We all know we should have backups. It’s not a task we particularly love doing, and it is definitely something that we forget to do unless automated. How many people religiously plugged in their iPhone in their computer to back it up a few years ago, when backups were not sent automatically to the cloud every day?
Of course, all backup strategies are not equal, and some, such as the 3-2-1 backup strategy, have proven their worth over time. As a refresher, this strategy suggests to have:
- 3 copies of your backups, so that at least one should be working when disaster hits
- 2 types of backups, so that you are not dependent on a single file format that may not be easily readable in a few years
- 1 remote site backup, so that your data is safe in the event of a disaster such as a fire destroying your offices and your computers with their data
Where to Store Backups
The 3-2-1 strategy is effective to protect against data loss, but doesn’t answer an essential question: where should you store your backups, whether they are on your network, or at a remote site? This is a complex question for two reasons.
First, backups are big, and often even huge. Making backups of customer information when there are millions of them is likely to take time, and to require large disk space. This means that the backups cannot conveniently be stored everywhere, and that a specific type of hardware must be purchased to store this information.
Second, backups include everything. They include trade secrets, intellectual property, customer information, employees’ social security numbers, and even private communications by your executives. Backups therefore include some of the most sensitive information your company possesses, and makes the question who has access to backups all the more important.
Backups as a Backdoor
Law enforcement have acknowledged this fact for quite some time now, and have been known to search for backups when building evidence, rather than the data itself. Backups were for example at the centre of a national case around a terrorist in California in the mid 2010s. Law enforcement needed to access a locked iPhone, but could not unlock it since the phone’s owner was dead. Apple did provide law enforcement with a backup of the phone that contained all of its content, thereby bypassing the need to unlock the phone. To this day, there are reports that Apple backups are not encrypted only by a user’s password, and that law enforcement can therefore access those backups.

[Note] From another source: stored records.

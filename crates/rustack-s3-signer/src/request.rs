//! Borrowed view of the request parts that participate in a signature.

use http::{HeaderMap, Method, Uri};

/// The method, URI and headers of a request about to be signed.
///
/// Only references are held; the body is never read during signing.
#[derive(Debug, Clone, Copy)]
pub struct SignableRequest<'a> {
    /// HTTP method.
    pub method: &'a Method,
    /// Absolute request URI.
    pub uri: &'a Uri,
    /// Request headers, including `host`, `x-amz-date` and `x-amz-content-sha256`.
    pub headers: &'a HeaderMap,
}

impl<'a> SignableRequest<'a> {
    /// Create a signable view from its parts.
    #[must_use]
    pub fn new(method: &'a Method, uri: &'a Uri, headers: &'a HeaderMap) -> Self {
        Self {
            method,
            uri,
            headers,
        }
    }

    /// Create a signable view from request parts.
    #[must_use]
    pub fn from_parts(parts: &'a http::request::Parts) -> Self {
        Self::new(&parts.method, &parts.uri, &parts.headers)
    }
}

impl<'a, B> From<&'a http::Request<B>> for SignableRequest<'a> {
    fn from(request: &'a http::Request<B>) -> Self {
        Self::new(request.method(), request.uri(), request.headers())
    }
}
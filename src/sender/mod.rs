//! One `send(to, data, value) -> hash` contract over both submission paths.

mod direct;
mod polling;

pub use direct::DirectSender;
pub use polling::PollingSender;

use std::sync::Arc;

use ethers::types::{Address, Bytes, H256, U256};

use crate::chain::ChainClient;
use crate::custodial::PollPolicy;
use crate::prelude::Result;
use crate::signer::SignerBackend;

#[derive(Debug, Clone)]
pub enum TransactionSender {
    Direct(DirectSender),
    RemotePolling(PollingSender),
}

impl TransactionSender {
    /// The sender paired with `signer`: local and keystore keys broadcast
    /// directly, the custodial key submits through its service.
    pub fn for_signer(
        chain: Arc<dyn ChainClient>,
        signer: SignerBackend,
        chain_id: u64,
        poll: PollPolicy,
    ) -> Self {
        match signer {
            SignerBackend::Custodial(custodial) => TransactionSender::RemotePolling(
                PollingSender::new(custodial.api().clone(), Some(poll)),
            ),
            local => TransactionSender::Direct(DirectSender::new(chain, local, chain_id)),
        }
    }

    pub async fn send(&self, to: Address, data: Bytes, value: U256) -> Result<H256> {
        match self {
            TransactionSender::Direct(sender) => sender.send(to, data, value).await,
            TransactionSender::RemotePolling(sender) => sender.send(to, data, value).await,
        }
    }
}
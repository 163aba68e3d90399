use std::sync::Arc;

use ethers::types::{Address, Bytes, H256, U256};

use crate::prelude::Result;
use crate::safe::SafeExecutor;
use crate::sender::TransactionSender;
use crate::signature::SafeOperation;

/// Where a trading call is executed from. Both arms expose the same
/// `send`, so callers never branch on the signature mode themselves.
#[derive(Debug, Clone)]
pub enum Route {
    /// The controlling account sends the call itself.
    Direct {
        sender: TransactionSender,
        account: Address,
    },
    /// The call is relayed through the owner's Safe.
    Relayed {
        executor: Arc<SafeExecutor>,
        wallet: Address,
    },
}

impl Route {
    /// The account whose balances and approvals the call acts on.
    pub fn holder(&self) -> Address {
        match self {
            Route::Direct { account, .. } => *account,
            Route::Relayed { wallet, .. } => *wallet,
        }
    }

    pub async fn send(&self, to: Address, data: Bytes, value: U256) -> Result<H256> {
        match self {
            Route::Direct { sender, .. } => sender.send(to, data, value).await,
            Route::Relayed { executor, wallet } => {
                executor
                    .execute(*wallet, to, value, data, SafeOperation::Call, None)
                    .await
            }
        }
    }
}
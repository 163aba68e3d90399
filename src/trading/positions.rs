use ethers::abi::AbiEncode;
use ethers::types::{Address, Bytes, H256, U256};
use log::info;

use super::Route;
use crate::bindings::{conditional_tokens, neg_risk_adapter};
use crate::config::ContractConfig;
use crate::consts::BINARY_PARTITION;
use crate::prelude::Result;

#[derive(Debug, Clone, Copy, PartialEq, Eq, Default)]
pub enum MarketKind {
    /// Binary market settled directly on the conditional tokens
    #[default]
    Standard,
    /// Market routed through the neg-risk adapter
    NegRisk,
}

fn binary_partition() -> Vec<U256> {
    BINARY_PARTITION.iter().map(|i| U256::from(*i)).collect()
}

/// Split `amount` collateral (base units) into a full outcome set.
pub fn split_call(
    contracts: &ContractConfig,
    condition_id: H256,
    amount: U256,
    kind: MarketKind,
) -> (Address, Bytes) {
    match kind {
        MarketKind::Standard => (
            contracts.conditional_tokens,
            conditional_tokens::SplitPositionCall {
                collateral_token: contracts.collateral,
                parent_collection_id: [0u8; 32],
                condition_id: condition_id.0,
                partition: binary_partition(),
                amount,
            }
            .encode()
            .into(),
        ),
        MarketKind::NegRisk => (
            contracts.neg_risk_adapter,
            neg_risk_adapter::SplitPositionCall {
                condition_id: condition_id.0,
                amount,
            }
            .encode()
            .into(),
        ),
    }
}

/// Merge `amount` of each outcome back into collateral.
pub fn merge_call(
    contracts: &ContractConfig,
    condition_id: H256,
    amount: U256,
    kind: MarketKind,
) -> (Address, Bytes) {
    match kind {
        MarketKind::Standard => (
            contracts.conditional_tokens,
            conditional_tokens::MergePositionsCall {
                collateral_token: contracts.collateral,
                parent_collection_id: [0u8; 32],
                condition_id: condition_id.0,
                partition: binary_partition(),
                amount,
            }
            .encode()
            .into(),
        ),
        MarketKind::NegRisk => (
            contracts.neg_risk_adapter,
            neg_risk_adapter::MergePositionsCall {
                condition_id: condition_id.0,
                amount,
            }
            .encode()
            .into(),
        ),
    }
}

/// Redeem both outcomes of a resolved standard market.
pub fn redeem_call(contracts: &ContractConfig, condition_id: H256) -> (Address, Bytes) {
    (
        contracts.conditional_tokens,
        conditional_tokens::RedeemPositionsCall {
            collateral_token: contracts.collateral,
            parent_collection_id: [0u8; 32],
            condition_id: condition_id.0,
            index_sets: binary_partition(),
        }
        .encode()
        .into(),
    )
}

/// Redeem a resolved neg-risk market; `amounts` are per outcome.
pub fn redeem_neg_risk_call(
    contracts: &ContractConfig,
    condition_id: H256,
    amounts: Vec<U256>,
) -> (Address, Bytes) {
    (
        contracts.neg_risk_adapter,
        neg_risk_adapter::RedeemPositionsCall {
            condition_id: condition_id.0,
            amounts,
        }
        .encode()
        .into(),
    )
}

/// Split/merge/redeem over whichever [`Route`] the engine is in.
#[derive(Debug, Clone, Copy)]
pub struct PositionOps<'a> {
    route: &'a Route,
    contracts: &'a ContractConfig,
}

impl<'a> PositionOps<'a> {
    pub fn new(route: &'a Route, contracts: &'a ContractConfig) -> Self {
        Self { route, contracts }
    }

    async fn submit(&self, action: &str, (to, data): (Address, Bytes)) -> Result<H256> {
        let hash = self.route.send(to, data, U256::zero()).await?;
        info!("{action} for {:?} submitted: {hash:?}", self.route.holder());
        Ok(hash)
    }

    pub async fn split(&self, condition_id: H256, amount: U256, kind: MarketKind) -> Result<H256> {
        self.submit("split", split_call(self.contracts, condition_id, amount, kind))
            .await
    }

    pub async fn merge(&self, condition_id: H256, amount: U256, kind: MarketKind) -> Result<H256> {
        self.submit("merge", merge_call(self.contracts, condition_id, amount, kind))
            .await
    }

    pub async fn redeem(&self, condition_id: H256) -> Result<H256> {
        self.submit("redeem", redeem_call(self.contracts, condition_id))
            .await
    }

    pub async fn redeem_neg_risk(&self, condition_id: H256, amounts: Vec<U256>) -> Result<H256> {
        self.submit(
            "neg-risk redeem",
            redeem_neg_risk_call(self.contracts, condition_id, amounts),
        )
        .await
    }
}
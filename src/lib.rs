pub mod bindings;
pub mod chain;
pub mod config;
pub mod consts;
pub mod custodial;
pub mod engine;
mod errors;
pub mod prelude;
pub mod safe;
pub mod sender;
pub mod signature;
pub mod signer;
pub mod trading;

pub use chain::{CallMsg, ChainClient, EthersChain};
pub use config::{AllowancePolicy, ContractConfig, EnginePolicy, GasPolicy, Settings, SignerSettings};
pub use custodial::{CustodialApi, CustodialConfig, HttpCustodialClient, PollPolicy};
pub use engine::{SignatureMode, TradingEngine};
pub use errors::Error;
pub use safe::{derive_create2_address, SafeExecutor, SmartWalletAccount};
pub use sender::TransactionSender;
pub use signature::{SafeOperation, SafeTransaction};
pub use signer::{CustodialSigner, KeystoreSigner, SignerBackend};
pub use trading::{AllowanceSnapshot, MarketKind, Route};
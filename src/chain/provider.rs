use std::sync::Arc;

use async_trait::async_trait;
use ethers::providers::{Http, Middleware, Provider};
use ethers::types::transaction::eip2718::TypedTransaction;
use ethers::types::{Address, BlockNumber, Bytes, TransactionRequest, H256, U256};

use super::{CallMsg, ChainClient, RpcResult};
use crate::prelude::Result;
use crate::Error;

/// [`ChainClient`] over an ethers middleware stack.
#[derive(Debug, Clone)]
pub struct EthersChain<M> {
    inner: Arc<M>,
}

impl<M: Middleware> EthersChain<M> {
    pub fn new(inner: Arc<M>) -> Self {
        Self { inner }
    }

    pub fn inner(&self) -> &Arc<M> {
        &self.inner
    }
}

impl EthersChain<Provider<Http>> {
    pub fn connect(rpc_url: &str) -> Result<Self> {
        let provider = Provider::<Http>::try_from(rpc_url)
            .map_err(|e| Error::Configuration(format!("invalid RPC url {rpc_url}: {e}")))?;
        Ok(Self::new(Arc::new(provider)))
    }
}

fn to_typed(call: &CallMsg) -> TypedTransaction {
    let mut tx = TransactionRequest::new()
        .to(call.to)
        .value(call.value)
        .data(call.data.clone());
    if let Some(from) = call.from {
        tx = tx.from(from);
    }
    if let Some(gas_price) = call.gas_price {
        tx = tx.gas_price(gas_price);
    }
    tx.into()
}

#[async_trait]
impl<M> ChainClient for EthersChain<M>
where
    M: Middleware + 'static,
{
    async fn chain_id(&self) -> RpcResult<u64> {
        self.inner
            .get_chainid()
            .await
            .map(|id| id.as_u64())
            .map_err(|e| e.to_string())
    }

    async fn nonce_at(&self, account: Address) -> RpcResult<U256> {
        self.inner
            .get_transaction_count(account, Some(BlockNumber::Latest.into()))
            .await
            .map_err(|e| e.to_string())
    }

    async fn pending_nonce_at(&self, account: Address) -> RpcResult<U256> {
        self.inner
            .get_transaction_count(account, Some(BlockNumber::Pending.into()))
            .await
            .map_err(|e| e.to_string())
    }

    async fn suggest_gas_price(&self) -> RpcResult<U256> {
        self.inner.get_gas_price().await.map_err(|e| e.to_string())
    }

    async fn estimate_gas(&self, call: &CallMsg) -> RpcResult<U256> {
        self.inner
            .estimate_gas(&to_typed(call), None)
            .await
            .map_err(|e| e.to_string())
    }

    async fn send_raw_transaction(&self, raw: Bytes) -> RpcResult<H256> {
        self.inner
            .send_raw_transaction(raw)
            .await
            .map(|pending| pending.tx_hash())
            .map_err(|e| e.to_string())
    }

    async fn code_at(&self, account: Address) -> RpcResult<Bytes> {
        self.inner
            .get_code(account, None)
            .await
            .map_err(|e| e.to_string())
    }

    async fn call_contract(&self, call: &CallMsg) -> RpcResult<Bytes> {
        self.inner
            .call(&to_typed(call), None)
            .await
            .map_err(|e| e.to_string())
    }
}
//! Call marshalling for the contracts the engine talks to.
//!
//! Only the functions the engine encodes or reads are declared. Generated
//! `*Call` structs are used as pure ABI encoders (`AbiEncode::encode`), so
//! no middleware is needed to build calldata.
#![allow(clippy::too_many_arguments)]

use ethers::contract::abigen;

abigen!(
    CollateralToken,
    r#"[
        function approve(address spender, uint256 amount) external returns (bool)
        function allowance(address owner, address spender) external view returns (uint256)
        function balanceOf(address account) external view returns (uint256)
    ]"#,
);

abigen!(
    ConditionalTokens,
    r#"[
        function setApprovalForAll(address operator, bool approved) external
        function isApprovedForAll(address owner, address operator) external view returns (bool)
        function splitPosition(address collateralToken, bytes32 parentCollectionId, bytes32 conditionId, uint256[] partition, uint256 amount) external
        function mergePositions(address collateralToken, bytes32 parentCollectionId, bytes32 conditionId, uint256[] partition, uint256 amount) external
        function redeemPositions(address collateralToken, bytes32 parentCollectionId, bytes32 conditionId, uint256[] indexSets) external
    ]"#,
);

abigen!(
    NegRiskAdapter,
    r#"[
        function splitPosition(bytes32 conditionId, uint256 amount) external
        function mergePositions(bytes32 conditionId, uint256 amount) external
        function redeemPositions(bytes32 conditionId, uint256[] amounts) external
    ]"#,
);

abigen!(
    GnosisSafe,
    r#"[
        function nonce() external view returns (uint256)
        function execTransaction(address to, uint256 value, bytes data, uint8 operation, uint256 safeTxGas, uint256 baseGas, uint256 gasPrice, address gasToken, address refundReceiver, bytes signatures) external payable returns (bool)
        function simulateAndRevert(address targetContract, bytes calldataPayload) external
    ]"#,
);

abigen!(
    SafeProxyFactory,
    r#"[
        struct Sig { uint8 v; bytes32 r; bytes32 s; }
        function computeProxyAddress(address user) external view returns (address)
        function createProxy(address paymentToken, uint256 payment, address paymentReceiver, Sig createSig) external
    ]"#,
);
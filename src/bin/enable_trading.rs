use log::{error, info};
use pm_wallet::prelude::Result;
use pm_wallet::{Settings, TradingEngine};

async fn run() -> Result<()> {
    let settings = Settings::from_env()?;
    let engine = TradingEngine::from_settings(&settings).await?;

    let holder = engine.trading_address().await?;
    let before = engine.allowance_snapshot(holder).await?;
    info!("before: {before}");

    let hashes = engine.ensure_trading_enabled().await?;
    if hashes.is_empty() {
        info!("nothing to approve");
    }
    for hash in &hashes {
        info!("submitted {hash:?}");
    }
    Ok(())
}

#[tokio::main]
async fn main() {
    dotenv::dotenv().ok();
    env_logger::init();

    if let Err(e) = run().await {
        error!("enable_trading failed: {e}");
        std::process::exit(1);
    }
}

Now, if that is true for legitimate investigations, it is also true for malicious actors. Our database includes references to malicious actors targeting backups since at least 2012.
Newer indications also suggest that backups are still very much a target of malicious actors.
Unintended Backup Leaks
In addition to targeted attacks, backups are also exposed because of unintended leaks on misconfigured public repositories. Over the last month alone, our systems have detected on a single source code repository dozens of examples of database dumps every single day using a single database name in a query. Our systems however collect many times this using other keywords associated with database dumps, every single day once again.
Of course, many of those dumps will not contain sensitive corporate information. But enough do to cause many concerns to organizations like yours. In the example below, George is a customer of a company, and as evidenced on the right of the image, his password is kept encrypted in the database. Malicious actors have however developed sophisticated attacks against encryption. And if George’s password proves too difficult to crack, there are thousands more in this dump that could be decrypted, and taken advantage of.
Working Towards a Solution
On this International World Backup Day, it is important to recognize the risks that backups pose to your organization. Backups need to be treated as the most sensitive information that your organization possesses, and this means carefully building a backup strategy with clear rights management.
Any information that you would not put up on the internet publicly should not be included in a backup stored in an online bucket, for example. All backup strategies should also be evaluated by trained security professionals who can identify flaws and vulnerabilities, and suggest how to properly store the backups, especially when they are stored on a remote site.
When all else fails, it is important to monitor your digital footprint to ensure rapid detection of leaked backups. Our systems provide up to the minute scanning of source code repositories and other code sharing platforms to ensure that any mention of your company, by malicious actors or in accidentally leaked backups, are known to you instantly, and that the appropriate measures are taken to take down the public backups.